Note: the bishops were also rulers of the island of Runö (now Ruhnu in southwest Estonia) from at least 1341.
- 1290: The cathedral chapter is incorporated into the Teutonic Order lands, the bishopric is subjected to the Order.
- 1520: Made a sovereign principality (prince-bishopric) of the Holy Roman Empire (formally from January 1521), but style of prince not used.
- 20 May 1560: Sold to the King of Denmark, given as an appanage (Stift Kurland) to the brother of the King, Magnus, Duke of Holstein.
- 1578: Bishop Magnus accepts sovereignty of Poland–Lithuania (not ratified by the Diet of Poland–Lithuania, or recognized by Denmark).

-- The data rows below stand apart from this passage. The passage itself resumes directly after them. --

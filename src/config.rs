//! Configuration module for the lpframe server.
//!
//! Supports both command-line arguments and TOML configuration file.
//! CLI arguments take precedence over config file values.

use clap::Parser;
use serde::Deserialize;
use std::net::SocketAddr;
use std::path::PathBuf;
use std::time::Duration;
use thiserror::Error;

use crate::protocols::frame::handler::DEFAULT_READ_BUFFER_SIZE;

/// Command-line arguments for the frame server
#[derive(Parser, Debug)]
#[command(name = "lpframe")]
#[command(author = "lpframe authors")]
#[command(version = "0.1.0")]
#[command(about = "A TCP server for 16-bit length-prefixed frames", long_about = None)]
pub struct CliArgs {
    /// Path to TOML configuration file
    #[arg(short, long)]
    pub config: Option<PathBuf>,

    /// Address to bind to (e.g., 0.0.0.0:50000)
    #[arg(short = 'l', long)]
    pub listen: Option<String>,

    /// Number of worker threads (defaults to number of CPU cores)
    #[arg(short = 'w', long)]
    pub workers: Option<usize>,

    /// Maximum number of concurrent connections
    #[arg(long)]
    pub max_connections: Option<usize>,

    /// Maximum bytes taken from a socket per read
    #[arg(long)]
    pub read_buffer_size: Option<usize>,

    /// Close connections idle for this many seconds (0 = never)
    #[arg(short = 't', long)]
    pub idle_timeout: Option<u64>,

    /// Log level (trace, debug, info, warn, error) [default: info]
    #[arg(long)]
    pub log_level: Option<String>,
}

/// TOML configuration file structure
#[derive(Debug, Deserialize, Default)]
pub struct TomlConfig {
    #[serde(default)]
    pub server: ServerConfig,
    #[serde(default)]
    pub connection: ConnectionConfig,
    #[serde(default)]
    pub logging: LoggingConfig,
}

/// Server-related configuration
#[derive(Debug, Deserialize)]
pub struct ServerConfig {
    /// Address to bind to
    #[serde(default = "default_listen")]
    pub listen: String,
    /// Number of worker threads
    pub workers: Option<usize>,
    /// Maximum number of concurrent connections
    #[serde(default = "default_max_connections")]
    pub max_connections: usize,
}

impl Default for ServerConfig {
    fn default() -> Self {
        Self {
            listen: default_listen(),
            workers: None,
            max_connections: default_max_connections(),
        }
    }
}

/// Per-connection configuration
#[derive(Debug, Deserialize)]
pub struct ConnectionConfig {
    /// Maximum bytes taken from a socket per read
    #[serde(default = "default_read_buffer_size")]
    pub read_buffer_size: usize,
    /// Idle timeout in seconds (0 = never)
    #[serde(default)]
    pub idle_timeout: u64,
}

impl Default for ConnectionConfig {
    fn default() -> Self {
        Self {
            read_buffer_size: default_read_buffer_size(),
            idle_timeout: 0,
        }
    }
}

/// Logging configuration
#[derive(Debug, Deserialize)]
pub struct LoggingConfig {
    /// Log level
    #[serde(default = "default_log_level")]
    pub level: String,
}

impl Default for LoggingConfig {
    fn default() -> Self {
        Self {
            level: default_log_level(),
        }
    }
}

fn default_listen() -> String {
    "0.0.0.0:50000".to_string()
}

fn default_max_connections() -> usize {
    10000
}

fn default_read_buffer_size() -> usize {
    DEFAULT_READ_BUFFER_SIZE
}

fn default_log_level() -> String {
    "info".to_string()
}

/// Final resolved configuration
#[derive(Debug, Clone)]
pub struct Config {
    pub listen: SocketAddr,
    pub workers: Option<usize>,
    pub max_connections: usize,
    pub read_buffer_size: usize,
    pub idle_timeout: Option<Duration>,
    pub log_level: String,
}

impl Default for Config {
    fn default() -> Self {
        Self {
            listen: SocketAddr::from(([0, 0, 0, 0], 50000)),
            workers: None,
            max_connections: default_max_connections(),
            read_buffer_size: default_read_buffer_size(),
            idle_timeout: None,
            log_level: default_log_level(),
        }
    }
}

impl Config {
    /// Load configuration from CLI args and optional TOML file.
    pub fn load() -> Result<Self, ConfigError> {
        Self::from_args(CliArgs::parse())
    }

    /// Merge parsed CLI args with the TOML file they point at, if any.
    /// CLI arguments take precedence over TOML file values.
    pub fn from_args(cli: CliArgs) -> Result<Self, ConfigError> {
        let toml_config = if let Some(ref config_path) = cli.config {
            let contents = std::fs::read_to_string(config_path)
                .map_err(|e| ConfigError::FileRead(config_path.clone(), e))?;
            toml::from_str(&contents)
                .map_err(|e| ConfigError::TomlParse(config_path.clone(), e))?
        } else {
            TomlConfig::default()
        };

        Self::merge(cli, toml_config)
    }

    fn merge(cli: CliArgs, toml_config: TomlConfig) -> Result<Self, ConfigError> {
        let listen = cli.listen.unwrap_or(toml_config.server.listen);
        let listen: SocketAddr = listen
            .parse()
            .map_err(|_| ConfigError::InvalidListen(listen.clone()))?;

        let max_connections = cli
            .max_connections
            .unwrap_or(toml_config.server.max_connections);
        if max_connections == 0 {
            return Err(ConfigError::Invalid("max_connections must be at least 1"));
        }

        let read_buffer_size = cli
            .read_buffer_size
            .unwrap_or(toml_config.connection.read_buffer_size);
        if read_buffer_size == 0 {
            return Err(ConfigError::Invalid("read_buffer_size must be at least 1"));
        }

        let workers = cli.workers.or(toml_config.server.workers);
        if workers == Some(0) {
            return Err(ConfigError::Invalid("workers must be at least 1"));
        }

        let idle_timeout = match cli.idle_timeout.unwrap_or(toml_config.connection.idle_timeout) {
            0 => None,
            secs => Some(Duration::from_secs(secs)),
        };

        Ok(Config {
            listen,
            workers,
            max_connections,
            read_buffer_size,
            idle_timeout,
            log_level: cli.log_level.unwrap_or(toml_config.logging.level),
        })
    }
}

/// Configuration loading errors
#[derive(Debug, Error)]
pub enum ConfigError {
    #[error("Failed to read config file '{}': {}", .0.display(), .1)]
    FileRead(PathBuf, #[source] std::io::Error),

    #[error("Failed to parse config file '{}': {}", .0.display(), .1)]
    TomlParse(PathBuf, #[source] toml::de::Error),

    #[error("Invalid listen address '{0}'")]
    InvalidListen(String),

    #[error("Invalid configuration: {0}")]
    Invalid(&'static str),
}

#[cfg(test)]
mod tests {
    use super::*;

    fn cli(args: &[&str]) -> CliArgs {
        CliArgs::try_parse_from(std::iter::once("lpframe").chain(args.iter().copied())).unwrap()
    }

    #[test]
    fn test_default_config() {
        let config = TomlConfig::default();
        assert_eq!(config.server.listen, "0.0.0.0:50000");
        assert_eq!(config.server.max_connections, 10000);
        assert_eq!(config.connection.read_buffer_size, 4096);
        assert_eq!(config.connection.idle_timeout, 0);
        assert_eq!(config.logging.level, "info");
    }

    #[test]
    fn test_toml_parsing() {
        let toml_str = r#"
            [server]
            listen = "127.0.0.1:6000"
            workers = 4
            max_connections = 64

            [connection]
            read_buffer_size = 4
            idle_timeout = 300

            [logging]
            level = "debug"
        "#;

        let config: TomlConfig = toml::from_str(toml_str).unwrap();
        assert_eq!(config.server.listen, "127.0.0.1:6000");
        assert_eq!(config.server.workers, Some(4));
        assert_eq!(config.server.max_connections, 64);
        assert_eq!(config.connection.read_buffer_size, 4);
        assert_eq!(config.connection.idle_timeout, 300);
        assert_eq!(config.logging.level, "debug");
    }

    #[test]
    fn test_merge_defaults() {
        let config = Config::merge(cli(&[]), TomlConfig::default()).unwrap();
        assert_eq!(config.listen, "0.0.0.0:50000".parse().unwrap());
        assert_eq!(config.idle_timeout, None);
        assert_eq!(config.read_buffer_size, 4096);
        assert_eq!(config.log_level, "info");
    }

    #[test]
    fn test_cli_overrides_toml() {
        let toml_config: TomlConfig = toml::from_str(
            r#"
            [server]
            listen = "127.0.0.1:6000"

            [connection]
            idle_timeout = 300

            [logging]
            level = "warn"
            "#,
        )
        .unwrap();

        let config = Config::merge(
            cli(&["--listen", "127.0.0.1:7000", "-t", "5", "--log-level", "trace"]),
            toml_config,
        )
        .unwrap();

        assert_eq!(config.listen, "127.0.0.1:7000".parse().unwrap());
        assert_eq!(config.idle_timeout, Some(Duration::from_secs(5)));
        assert_eq!(config.log_level, "trace");
    }

    #[test]
    fn test_toml_used_when_cli_absent() {
        let toml_config: TomlConfig = toml::from_str(
            r#"
            [connection]
            idle_timeout = 30

            [logging]
            level = "warn"
            "#,
        )
        .unwrap();

        let config = Config::merge(cli(&[]), toml_config).unwrap();
        assert_eq!(config.idle_timeout, Some(Duration::from_secs(30)));
        assert_eq!(config.log_level, "warn");
    }

    #[test]
    fn test_explicit_cli_log_level_beats_toml() {
        let toml_config: TomlConfig = toml::from_str(
            r#"
            [logging]
            level = "warn"
            "#,
        )
        .unwrap();

        let config = Config::merge(cli(&["--log-level", "info"]), toml_config).unwrap();
        assert_eq!(config.log_level, "info");
    }

    #[test]
    fn test_invalid_values() {
        assert!(matches!(
            Config::merge(cli(&["--listen", "not-an-address"]), TomlConfig::default()),
            Err(ConfigError::InvalidListen(_))
        ));
        assert!(matches!(
            Config::merge(cli(&["--read-buffer-size", "0"]), TomlConfig::default()),
            Err(ConfigError::Invalid(_))
        ));
        assert!(matches!(
            Config::merge(cli(&["--max-connections", "0"]), TomlConfig::default()),
            Err(ConfigError::Invalid(_))
        ));
        assert!(matches!(
            Config::merge(cli(&["--workers", "0"]), TomlConfig::default()),
            Err(ConfigError::Invalid(_))
        ));
    }

    #[test]
    fn test_missing_config_file() {
        let err = Config::from_args(cli(&["--config", "/nonexistent/lpframe.toml"])).unwrap_err();
        assert!(matches!(err, ConfigError::FileRead(_, _)));
        assert!(err.to_string().contains("/nonexistent/lpframe.toml"));
    }
}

- 20 April 1585: Sold by Denmark to Poland–Lithuania.
- 17 June 1585: Informal subdivisions established: Pilten (administered by pledges to 1660), Dondangen (Polish "throne fief" to 1795) and Amboten (Polish "throne fief" to 16..).
- 28 October 1611: Incorporation into Poland–Lithuania as the district of Pilten (German: Kreis Pilten, Polish: Powiat Piltynski) as part of Polish Livonia declared (not effected).
- 9 May 1617: Bishopric of Pilten (Stift Pilten) in personal (actually subordinated) union with Poland–Lithuania.
- 1656: The rights of pledge bought by the Duke of Courland.
- 3 May 1660: Fief of Poland–Lithuanian to the Duke of Courland.
- 25 February 1661: Formal personal union with Courland.
- 1701 - 1709: Occupied by Sweden (1705 - 1706 interrupted by Russian occupation).
- 1717: Personal union with the Commonwealth restored.
- 28 March 1795: Pilten Landtag approves annexation to Russia, suzerainty of Poland–Lithuania declared void.
- 26 April 1795: Annexed by Russia, autonomy guaranteed.
- 28 January 1796: Autonomy abolished, fully incorporated into Courland.
- 1 February 1797: Local autonomy restored, within the province of Courland.
- July 1812 - November 1812: Occupied by France and made part of the Duchy of Courland, Semigallia and Pilten.
- 2 March 1818: Fully incorporated into Courland.